I love music! Most humans do to varying degrees. I feel the power of music in my life every day. I don’t know why it moves me. It just does.
I played the accordion (don’t snicker) beginning at age 10. I actually started teaching accordion at age 17 while I was in high school. I love to play the piano, and I’m one of the lucky people who can play without sheet music - just by hearing a melody.
Playing music relaxes me. Why is that? I also love listening to music. Like most people I like some forms of music and others not so much. I’m a huge Broadway music fan. I love choirs. I love romantic music with lots of strings. I love John Williams (I still tear up when I listen to the theme from Schindler’s List).
I like a little bit of country – too much sounds repetitive and I just tune out. I don’t understand jazz, and I hate that I’m not sophisticated enough to “get it.” Some pop music (a limited sampling) is magical. Heavy metal hurts my ears and my brain. Not into rap.
Why is the power of music almost universally felt by humans?
So why are we, as humans, almost universally pulled toward music? And, even more significantly for us aging folk, why is music important as we age? Is there a scientific basis for the powerful effects music has on our aging lives?
The answer appears to be a resounding YES. There are many scientific studies and science-based articles on this issue because the issue is so relevant to the lives of so many of us.
It’s a big deal.
In a recent article from Johns Hopkins Medicine entitled “Keep Your Brain Young With Music,” one otolaryngologist says that there are few things that stimulate the brain the way music does – “If you want to keep your brain engaged throughout the aging process, listening to or playing music is a great tool.
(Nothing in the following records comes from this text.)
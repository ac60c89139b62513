pub mod claim;
pub mod init;
pub mod schema;
pub mod status;
pub mod watch;
pub mod whoami;

use std::path::PathBuf;
use std::time::Duration;

use clap::Args;

use crate::clock::Clock;
use crate::config::Config;
use crate::coordinator::Coordinator;
use crate::error::ExitError;
use crate::store::FileStore;

/// Options shared by every subcommand.
#[derive(Debug, Clone, Default, Args)]
pub struct GlobalArgs {
    /// Config file (default: ./handshake.toml, then the user config directory)
    #[arg(long, global = true)]
    pub config: Option<PathBuf>,
    /// Ownership record to use instead of store.path
    #[arg(long, global = true)]
    pub state_file: Option<PathBuf>,
}

impl GlobalArgs {
    pub fn load_config(&self) -> anyhow::Result<Config> {
        Config::discover(self.config.as_deref())
    }
}

/// Output format for read-only reports.
#[derive(Debug, Clone, Copy, PartialEq, Eq, clap::ValueEnum)]
pub enum OutputFormat {
    Pretty,
    Text,
    Json,
}

pub type FileCoordinator = Coordinator<FileStore, Box<dyn Clock>>;

/// Coordinator over the configured file store, with an optional
/// `--timeout-minutes` override.
pub fn file_coordinator(
    config: &Config,
    global: &GlobalArgs,
    timeout_minutes: Option<u64>,
) -> anyhow::Result<FileCoordinator> {
    let timeout = match timeout_minutes {
        Some(0) => {
            return Err(ExitError::Config("--timeout-minutes must be at least 1".into()).into());
        }
        Some(minutes) => Duration::from_secs(minutes.saturating_mul(60)),
        None => config.lease.timeout(),
    };
    let store = config.file_store(global.state_file.as_deref());
    let clock = config.clock(store.path());
    Ok(Coordinator::new(store, clock, timeout))
}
It provides a total brain workout.”
Researchers have found that listening to music can reduce anxiety, blood pressure and pain, as well as improve sleep quality, mood, mental alertness and memory.
Studies at Johns Hopkins where musicians improvised music while inside an MRI concluded that the amount of computing a brain must do playing or listening to music is substantial. Music is mathematical. It has structure. It’s architectural. The brain is challenged to perceive relationships between notes to understand them. There’s a lot of brainpower stimulated by music. It truly is a total brain workout.
The power of music as we age...
In a study where older adults took piano lessons, their attention, memory and problem-solving abilities showed improvement. In addition, they saw improvements in their moods and their quality of life. And you don’t have to become a pro. Just taking a few lessons made a big difference. The incredible power of music as we age has been documented over and over again.
Multiple studies confirm that music can stimulate feelings of well-being as we age by evoking strong memories and emotions… improving aging adults’ cognitive processing speed. Music rocks!
Researchers also found that challenging yourself to listen to forms of music beyond what you like, or are familiar with, stimulates the brain to struggle to understand the music. I guess I have to try harder listening to jazz, country and rap. I never thought of it as brain exercise, but I guess it’s actually good for me. Who knew?!
In her book “The Power Of Music: Pioneering Discoveries In The New Science Of Song,” author Elena Mannes writes about a broad host of studies about the substantial effects music can have on the brain… about the profound relationship that humans have with music over a life span… about the remarkable fact that music stimulates more parts of the brain than any other human function. Just some of the findings that she chronicles in the book include:
• Music has the potential to help people with neurological deficits – like stimulating verbal function in a stroke patient.
• Melodic intonation therapy uses music to stimulate portions of the brain to take over for those that are damaged, enabling patients to regain the ability to speak.
• Because music associates with memories, music can be helpful in treating Alzheimer's patients.
… and there are many more.
Bottom line – music is a treasure for humanity, and a therapeutic medicine for those of us who are age-challenged. Living an ageless life is enhanced by the power of music, in all its forms, to stimulate, challenge, soothe and entertain our aging brain.
Embrace music. It is truly a treasure… a gift. Music is an engaging, stimulating companion in our journey to an ever-ageless, ever-aspiring life.